Occam's Tool| 11.5.12 @ 7:23PM
Cicero, pick up the Death of Common Sense by Kaufman.
Once upon a time, there were attorneys that were like what you claim. However, now the vast majority of them I run into are little more than Vermin T. Maggot, attorney at law.
drudge ette obama| 11.6.12 @ 6:50AM
Cicero, 43 years as a practicing lawyer (I have about 21) should have shown you the dark side of humankind with the occasional sprinkling of fine humanity. I spent three hours in court this week with the dark side of humankind, people who wanted everything for free at the expense of you and me. Real lawyers, in the trenches, understand what you mean when you say Obama and Warren aren't real lawyers - they don't want to work hard and they like free perks.
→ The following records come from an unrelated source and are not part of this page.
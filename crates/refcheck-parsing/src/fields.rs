//! Author, title and year extraction from one sanitized reference string.
//!
//! Every function here degrades instead of failing: an unrecognised layout
//! yields a boundary of 0, no year or an empty author list.

use once_cell::sync::Lazy;
use regex::Regex;

use refcheck_core::ParsedReference;
use refcheck_core::text_utils::letters_only;

static YEAR_RE: Lazy<Regex> = Lazy::new(|| Regex::new(r"[ (](\d{4})(?:[ ),;.]|$)").unwrap());

static MARKER_RE: Lazy<Regex> = Lazy::new(|| Regex::new(r"^\[\d+\]\s*").unwrap());

static AUTHOR_SPLIT_RE: Lazy<Regex> = Lazy::new(|| Regex::new(r", | and ").unwrap());

/// Anything outside ASCII letters and hyphen marks a name the extractor mangled.
static CORRUPT_NAME_RE: Lazy<Regex> = Lazy::new(|| Regex::new(r"(?i)[^a-z-]").unwrap());

const NAME_STOPLIST: &[&str] = &["et", "al", "al.", "et.", "others"];

fn char_before(text: &str, idx: usize) -> Option<char> {
    text[..idx].chars().next_back()
}

/// Whether the `.` at byte `dot` closes an author initial rather than the
/// author list.
///
/// Walks back over the uppercase run before the dot. The run is an initial
/// when it is preceded (spaces skipped) by nothing, a comma, a `]` or the
/// word "and". A preceding `.` means chained initials (`M. J.`), and the
/// walk continues from there.
fn ends_with_initial(text: &str, dot: usize) -> bool {
    let mut pos = dot;
    loop {
        let run_start = text[..pos]
            .char_indices()
            .rev()
            .take_while(|(_, c)| c.is_uppercase())
            .last()
            .map(|(i, _)| i);
        let Some(run_start) = run_start else {
            return false;
        };

        let head = text[..run_start].trim_end_matches(' ');
        match head.chars().next_back() {
            None | Some(',') | Some(']') => return true,
            _ if head.ends_with("and") => return true,
            Some('.') => pos = head.len() - 1,
            Some(_) => return false,
        }
    }
}

/// Whether the text following a comma reads like the start of a title.
pub fn looks_like_title(text: &str) -> bool {
    let text = text.trim();
    if text.starts_with('"') {
        return true;
    }
    let Some(first_word) = text.split_whitespace().next() else {
        return false;
    };
    if first_word.contains(':') {
        return true;
    }
    if text.starts_with("and") {
        return false;
    }
    if text.chars().next().is_some_and(char::is_lowercase) {
        return true;
    }
    text.split_whitespace().count() >= 3
}

/// Byte offset where the author list ends and the title begins.
pub fn find_end_of_authors(text: &str) -> usize {
    if let Some(idx) = text.find(" \"") {
        return idx;
    }

    let mut search_from = 0;
    while let Some(offset) = text[search_from..].find(". ") {
        let dot = search_from + offset;
        search_from = dot + 2;

        if ends_with_initial(text, dot) {
            continue;
        }

        let end = dot + 2;
        // Another initial follows, so the author list goes on.
        let next_is_initial = text[end..]
            .find(". ")
            .is_some_and(|next| char_before(text, end + next).is_some_and(char::is_uppercase));
        if next_is_initial {
            continue;
        }
        let rest = &text[end..];
        if ["and ", "et ", "& "].iter().any(|p| rest.starts_with(p)) {
            continue;
        }
        return end;
    }

    // Comma-separated styles: the first comma followed by something title-like.
    text.match_indices(',')
        .map(|(i, _)| i + 1)
        .find(|&after| looks_like_title(&text[after..]))
        .unwrap_or(0)
}

/// Split the title from what follows it. Returns `(title, remainder)`.
pub fn extract_possible_title(text: &str) -> (String, String) {
    let mut rest = text[find_end_of_authors(text)..].trim();

    // Year-before-title styles: "(2022, Mar 21). Title..."
    if rest.starts_with('(') {
        if let Some(close) = rest.find(')') {
            rest = rest[close + 1..]
                .trim_start_matches([',', '.', ':', ';'])
                .trim();
        }
    }

    if let Some(body) = rest.strip_prefix('"') {
        // The closing quote is the first one not preceded by whitespace, which
        // skips quotes opening an embedded phrase.
        let close = body
            .char_indices()
            .find(|&(i, c)| c == '"' && !char_before(body, i).is_some_and(char::is_whitespace))
            .map(|(i, _)| i);
        return match close {
            Some(close) => (
                clean_title(&body[..close]),
                body[close + 1..].trim_start_matches([',', '.']).trim().to_string(),
            ),
            None => (clean_title(body), String::new()),
        };
    }

    match rest.find(". ") {
        Some(period) => (
            rest[..period].trim().to_string(),
            rest[period + 2..].trim().to_string(),
        ),
        None => (rest.trim_end_matches('.').to_string(), rest.to_string()),
    }
}

fn clean_title(raw: &str) -> String {
    raw.trim_end_matches(',')
        .trim_end_matches('.')
        .trim()
        .to_string()
}

/// First plausible publication year: four digits after a space or `(`,
/// followed by a delimiter or the end, within `(current_year - 100, current_year]`.
pub fn extract_possible_year(text: &str, current_year: i32) -> Option<i32> {
    YEAR_RE
        .captures_iter(text)
        .filter_map(|caps| caps[1].parse::<i32>().ok())
        .find(|&y| current_year - 100 < y && y <= current_year)
}

/// Author last names, diacritics stripped, in citation order.
pub fn extract_possible_author_last_names(text: &str) -> Vec<String> {
    let end = find_end_of_authors(text);
    let list = text[..end]
        .trim()
        .trim_end_matches(',')
        .trim_end_matches('.');
    let list = MARKER_RE.replace(list, "");

    let mut names = Vec::new();
    for author in AUTHOR_SPLIT_RE.split(&list) {
        let author = author.trim();
        if author.is_empty() {
            continue;
        }
        // Reached the date or page numbers.
        if author.chars().any(char::is_numeric) {
            break;
        }
        let Some(last) = author.split(' ').rev().find(|w| is_name_part(w)) else {
            continue;
        };
        if NAME_STOPLIST.contains(&last) || CORRUPT_NAME_RE.is_match(last) {
            continue;
        }
        names.push(letters_only(last, false));
    }
    names
}

/// Capitalised, not all caps, longer than one character, no initials.
fn is_name_part(word: &str) -> bool {
    word.chars().count() > 1
        && !word.contains('.')
        && word.chars().next().is_some_and(char::is_uppercase)
        && word.chars().any(char::is_lowercase)
}

/// Parse a sanitized reference. The year is looked for after the title.
pub fn parse_fields(text: &str, current_year: i32) -> ParsedReference {
    let (title, remainder) = extract_possible_title(text);
    ParsedReference {
        authors: extract_possible_author_last_names(text),
        year: extract_possible_year(&remainder, current_year),
        title,
        remainder,
    }
}
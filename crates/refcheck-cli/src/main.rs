use std::io::Write;
use std::path::{Path, PathBuf};
use std::sync::Arc;

use anyhow::Context;
use clap::Parser;
use indicatif::{ProgressBar, ProgressStyle};
use tokio_util::sync::CancellationToken;

use refcheck_core::config_file::{self, ConfigFile};
use refcheck_core::{CheckStats, Config, ProgressEvent, TitleMatchMode};
use refcheck_parsing::{Dictionary, ParsingConfigBuilder, ReferenceExtractor, WordList};
use refcheck_pdf_mupdf::MupdfSpanSource;

mod documents;
mod output;

use output::ColorMode;

/// Reference checker - flag fabricated or broken references in academic PDFs
#[derive(Parser, Debug)]
#[command(version, about, long_about = None)]
struct Cli {
    /// PDF file, or a directory searched recursively for PDFs
    path: PathBuf,

    /// Print the fields extracted from each reference and exit without checking
    #[arg(long)]
    dump_info: bool,

    /// Only validate links; do not search bibliographic sources
    #[arg(long)]
    links_only: bool,

    /// Enable debug logging on stderr
    #[arg(short, long)]
    verbose: bool,

    /// Require exact (case-sensitive) title equality
    #[arg(long)]
    strict_titles: bool,

    /// Print only the references with problems
    #[arg(long)]
    problems_only: bool,

    /// Disable colored output
    #[arg(long)]
    no_color: bool,

    /// Write the report to a file instead of stdout
    #[arg(short, long)]
    output: Option<PathBuf>,

    /// OpenAlex API key
    #[arg(long)]
    openalex_key: Option<String>,

    /// Contact address for the OpenAlex polite pool
    #[arg(long)]
    mailto: Option<String>,

    /// Word list (one word per line) used to decide line-break hyphens
    #[arg(long)]
    dictionary: Option<PathBuf>,

    /// Comma-separated list of sources to disable (e.g. openalex,arxiv)
    #[arg(long, value_delimiter = ',')]
    disable_sources: Vec<String>,

    /// Search timeout in seconds
    #[arg(long)]
    timeout: Option<u64>,

    /// Config file to use instead of the default cascade
    #[arg(long)]
    config: Option<PathBuf>,
}

#[tokio::main]
async fn main() -> anyhow::Result<()> {
    dotenvy::dotenv().ok();
    let cli = Cli::parse();
    init_tracing(cli.verbose)?;

    let file_config = match &cli.config {
        Some(path) => config_file::load_required(path)
            .with_context(|| format!("loading config {}", path.display()))?,
        None => config_file::load_config(),
    };

    let config = build_config(&cli, &file_config);
    tracing::debug!(?config, "resolved configuration");

    let dictionary = resolve_dictionary(cli.dictionary.as_deref(), &file_config)?;
    let parsing = ParsingConfigBuilder::new()
        .dictionary(dictionary)
        .build()
        .context("building parsing config")?;
    let extractor = ReferenceExtractor::with_config(parsing);
    let backend = span_source(&file_config);

    let docs = documents::collect_documents(&cli.path)?;
    if docs.is_empty() {
        anyhow::bail!("No PDF files found under {}", cli.path.display());
    }

    let color = ColorMode(!cli.no_color && cli.output.is_none());
    let mut writer: Box<dyn Write> = if let Some(ref output_path) = cli.output {
        Box::new(
            std::fs::File::create(output_path)
                .with_context(|| format!("creating {}", output_path.display()))?,
        )
    } else {
        Box::new(std::io::stdout())
    };

    let cancel = CancellationToken::new();
    let cancel_clone = cancel.clone();
    tokio::spawn(async move {
        if tokio::signal::ctrl_c().await.is_ok() {
            cancel_clone.cancel();
        }
    });

    for doc in &docs {
        let refs = match extractor.extract_references_via_backend(doc, &backend) {
            Ok(refs) => refs,
            Err(e) => {
                output::print_document_error(&mut writer, doc, &e.into(), color)?;
                continue;
            }
        };
        output::print_document_header(&mut writer, doc, refs.len(), color)?;

        if cli.dump_info {
            output::print_dump(&mut writer, &refs, color)?;
            continue;
        }
        if refs.is_empty() {
            continue;
        }

        let pb = progress_bar(refs.len() as u64);
        let progress = {
            let pb = pb.clone();
            move |event: ProgressEvent| match event {
                ProgressEvent::Checking { title, .. } => pb.set_message(title),
                ProgressEvent::Result { .. } => pb.inc(1),
                ProgressEvent::SourceFailed {
                    index,
                    source,
                    message,
                } => pb.println(format!("[{}] {} failed: {}", index + 1, source, message)),
            }
        };
        let reports =
            refcheck_core::check_references(refs, config.clone(), progress, cancel.clone()).await?;
        pb.finish_and_clear();

        if !cli.problems_only {
            for report in &reports {
                output::print_reference_status(&mut writer, report, color)?;
            }
        }
        output::print_problems(&mut writer, &reports, color)?;
        output::print_summary(&mut writer, &CheckStats::from_reports(&reports), color)?;
        writer.flush()?;

        if cancel.is_cancelled() {
            tracing::warn!(document = %doc.display(), "interrupted; remaining documents skipped");
            break;
        }
    }

    writer.flush()?;
    Ok(())
}

fn init_tracing(verbose: bool) -> anyhow::Result<()> {
    let mut filter = tracing_subscriber::EnvFilter::from_default_env()
        .add_directive(tracing::Level::WARN.into());
    if verbose {
        for krate in ["refcheck", "refcheck_core", "refcheck_parsing", "refcheck_pdf_mupdf"] {
            filter = filter.add_directive(format!("{krate}=debug").parse()?);
        }
    }
    tracing_subscriber::fmt()
        .with_env_filter(filter)
        .with_writer(std::io::stderr)
        .init();
    Ok(())
}

fn env_var(name: &str) -> Option<String> {
    std::env::var(name).ok().filter(|v| !v.trim().is_empty())
}

/// Defaults, then the config file, then environment variables, then flags.
fn build_config(cli: &Cli, file: &ConfigFile) -> Config {
    let mut config = Config::default();
    file.apply_to(&mut config);

    if let Some(key) = env_var("OPENALEX_KEY") {
        config.openalex_key = Some(key);
    }
    if let Some(mailto) = env_var("REFCHECK_MAILTO") {
        config.mailto = Some(mailto);
    }
    if let Some(secs) = env_var("REFCHECK_TIMEOUT").and_then(|v| v.parse().ok()) {
        config.search_timeout_secs = secs;
    }

    if let Some(key) = &cli.openalex_key {
        config.openalex_key = Some(key.clone());
    }
    if let Some(mailto) = &cli.mailto {
        config.mailto = Some(mailto.clone());
    }
    if let Some(secs) = cli.timeout {
        config.search_timeout_secs = secs;
    }
    if !cli.disable_sources.is_empty() {
        config.disabled_sources = cli.disable_sources.clone();
    }
    if cli.strict_titles {
        config.title_match = TitleMatchMode::Strict;
    }
    config.links_only = cli.links_only;
    config
}

/// Flag, then `REFCHECK_DICTIONARY`, then the config file, then the system
/// word list. An explicitly named list that cannot be read is an error.
fn resolve_dictionary(
    flag: Option<&Path>,
    file: &ConfigFile,
) -> anyhow::Result<Arc<dyn Dictionary>> {
    let explicit = flag
        .map(Path::to_path_buf)
        .or_else(|| env_var("REFCHECK_DICTIONARY").map(PathBuf::from))
        .or_else(|| file.dictionary_path());

    let words = match explicit {
        Some(path) => WordList::load(&path)
            .with_context(|| format!("loading dictionary {}", path.display()))?,
        None => WordList::system().unwrap_or_default(),
    };
    tracing::debug!(words = words.len(), "dictionary loaded");
    Ok(Arc::new(words))
}

fn span_source(file: &ConfigFile) -> MupdfSpanSource {
    let mut source = MupdfSpanSource::new();
    if let Some(pdf) = &file.pdf {
        if let Some(ratio) = pdf.header_exclusion {
            source = source.with_header_exclusion(ratio);
        }
        if let Some(ratio) = pdf.footer_exclusion {
            source = source.with_footer_exclusion(ratio);
        }
    }
    source
}

fn progress_bar(len: u64) -> ProgressBar {
    let pb = ProgressBar::new(len);
    if let Ok(style) =
        ProgressStyle::with_template("{spinner:.green} [{bar:40.cyan/blue}] {pos}/{len} {wide_msg}")
    {
        pb.set_style(style.progress_chars("#>-"));
    }
    pb
}

#[cfg(test)]
mod tests {
    use super::*;

    fn parse(args: &[&str]) -> Cli {
        Cli::try_parse_from(std::iter::once("refcheck").chain(args.iter().copied())).unwrap()
    }

    #[test]
    fn flags_override_config_file() {
        let file: ConfigFile = toml_file(
            "[api_keys]\nmailto = \"file@example.org\"\n[network]\ntimeout_secs = 3\n",
        );
        let cli = parse(&[
            "paper.pdf",
            "--timeout",
            "7",
            "--strict-titles",
            "--disable-sources",
            "arxiv,openalex",
        ]);
        let config = build_config(&cli, &file);
        assert_eq!(config.search_timeout_secs, 7);
        assert_eq!(config.title_match, TitleMatchMode::Strict);
        assert_eq!(config.disabled_sources, vec!["arxiv", "openalex"]);
        assert!(!config.links_only);
        assert_eq!(config.link_timeout_secs, Config::default().link_timeout_secs);
    }

    #[test]
    fn pdf_section_sets_exclusion_bands() {
        let file: ConfigFile = toml_file("[pdf]\nheader_exclusion = 0.0\n");
        assert_eq!(
            span_source(&file),
            MupdfSpanSource::new().with_header_exclusion(0.0)
        );
        assert_eq!(span_source(&ConfigFile::default()), MupdfSpanSource::new());
    }

    #[test]
    fn missing_explicit_dictionary_is_error() {
        let file = ConfigFile::default();
        let err = resolve_dictionary(Some(Path::new("/nonexistent/words")), &file);
        assert!(err.is_err());
    }

    #[test]
    fn explicit_dictionary_is_loaded() {
        let mut f = tempfile::NamedTempFile::new().unwrap();
        writeln!(f, "spatiotemporal").unwrap();
        let dict = resolve_dictionary(Some(f.path()), &ConfigFile::default()).unwrap();
        assert!(dict.contains("spatiotemporal"));
        assert!(!dict.contains("zzzz"));
    }

    fn toml_file(content: &str) -> ConfigFile {
        let mut f = tempfile::NamedTempFile::new().unwrap();
        f.write_all(content.as_bytes()).unwrap();
        config_file::load_required(f.path()).unwrap()
    }
}
//! Reconstruction of visual lines from positioned text spans.

use refcheck_core::{BoundingBox, TextSpan};

/// Horizontal gap (page units) below which two spans are treated as touching.
pub const TOUCH_TOLERANCE: f32 = 0.5;

/// Lazily joins spans into logical lines using their bounding boxes.
///
/// Spans whose vertical extents overlap the previous span's are on the same
/// line; a space is inserted between them unless they touch.
pub struct LineReconstructor<I> {
    spans: I,
    prev: Option<BoundingBox>,
    buffer: String,
    done: bool,
}

impl<I> LineReconstructor<I>
where
    I: Iterator<Item = TextSpan>,
{
    pub fn new(spans: I) -> Self {
        Self {
            spans,
            prev: None,
            buffer: String::new(),
            done: false,
        }
    }
}

impl<I> Iterator for LineReconstructor<I>
where
    I: Iterator<Item = TextSpan>,
{
    type Item = String;

    fn next(&mut self) -> Option<String> {
        if self.done {
            return None;
        }
        for span in self.spans.by_ref() {
            let Some(prev) = self.prev.replace(span.bbox) else {
                self.buffer = span.text;
                continue;
            };

            if prev.overlaps_vertically(&span.bbox) {
                if prev.right + TOUCH_TOLERANCE < span.bbox.left {
                    self.buffer.push(' ');
                }
                self.buffer.push_str(&span.text);
            } else {
                return Some(std::mem::replace(&mut self.buffer, span.text));
            }
        }

        self.done = true;
        self.prev
            .take()
            .map(|_| std::mem::take(&mut self.buffer))
    }
}

/// Logical lines of a whole document, page after page. Lines never span a
/// page boundary.
pub fn document_lines(pages: Vec<Vec<TextSpan>>) -> impl Iterator<Item = String> {
    pages
        .into_iter()
        .flat_map(|page| LineReconstructor::new(page.into_iter()))
}

#[cfg(test)]
mod tests {
    use super::*;

    fn span(text: &str, left: f32, top: f32, right: f32, bottom: f32) -> TextSpan {
        TextSpan::new(text, BoundingBox::new(left, top, right, bottom))
    }

    fn lines(spans: Vec<TextSpan>) -> Vec<String> {
        LineReconstructor::new(spans.into_iter()).collect()
    }

    #[test]
    fn touching_spans_concatenate() {
        let out = lines(vec![
            span("Ref", 10.0, 100.0, 30.0, 110.0),
            span("erences", 30.3, 100.0, 70.0, 110.0),
        ]);
        assert_eq!(out, vec!["References"]);
    }

    #[test]
    fn separated_spans_get_one_space() {
        let out = lines(vec![
            span("[1]", 10.0, 100.0, 25.0, 110.0),
            span("A. Smith,", 30.0, 101.0, 80.0, 111.0),
        ]);
        assert_eq!(out, vec!["[1] A. Smith,"]);
    }

    #[test]
    fn non_overlapping_spans_start_new_line() {
        let out = lines(vec![
            span("first", 10.0, 100.0, 50.0, 110.0),
            span("second", 60.0, 110.0, 100.0, 120.0),
            span("third", 10.0, 130.0, 50.0, 140.0),
        ]);
        assert_eq!(out, vec!["first", "second", "third"]);
    }

    #[test]
    fn same_line_compares_against_previous_span() {
        // The third span overlaps the second but not the first.
        let out = lines(vec![
            span("a", 0.0, 0.0, 5.0, 10.0),
            span("b", 10.0, 8.0, 15.0, 18.0),
            span("c", 20.0, 16.0, 25.0, 26.0),
        ]);
        assert_eq!(out, vec!["a b c"]);
    }

    #[test]
    fn empty_input_yields_nothing() {
        assert!(lines(vec![]).is_empty());
    }

    #[test]
    fn pages_are_reconstructed_independently() {
        let pages = vec![
            vec![span("end of page", 0.0, 700.0, 50.0, 710.0)],
            vec![span("start of next", 0.0, 700.0, 50.0, 710.0)],
        ];
        let out: Vec<String> = document_lines(pages).collect();
        assert_eq!(out, vec!["end of page", "start of next"]);
    }
}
Anyone who votes for Elizabeth Warren doesn''t deserve freedom, but they are entitled to it by living in our wonderful country.
Nina in MA| 11.5.12 @ 1:15PM
Lord help us....I for one will not vote for Warren...taking in her lies of Indian descent...what about the whispers of her law practice without a license...? This has been talked about too infrequently if you ask me...so is it true? Doesn't matter....Go Brown!
Aaron Investigates | 11.5.12 @ 1:51PM
And yet from what I can tell, the race remains close. I agree with the article, and yet still don't have the answer to that particular question.
Occam's Tool| 11.5.12 @ 7:24PM
Aaron: does the term "Masshole" mean anything to you? I spent two weeks in two separate summers in Cape Cod, and well I learned this.
Gr0w1er601| 11.5.12 @ 3:35PM
That's rich: Warren claiming to be 1/32nd Cherokee because her 'pawpaw' had high cheekbones. The things these people will say to get elected.
Gr0w1er601| 11.5.12 @ 3:35PM
That's rich: Warren claiming to be 1/32nd Cherokee because her 'pawpaw' had high cheekbones. The things these people will say to get elected.
Archie| 11.5.12 @ 5:02PM
"The Senate is sometimes called the "world's greatest deliberative body." (wiki)
At what point will we stop electing elementary school librarians to this august body? And why do they all look the same?!
Leveut| 11.5.12 @ 5:24PM
1. The Cherokee Maiden's law license "issues" have been thoroughly reviewed at LegalInsurrection.com.
2. I could be wrong, but I believe it is Foxboro, not fancy pants Foxborough.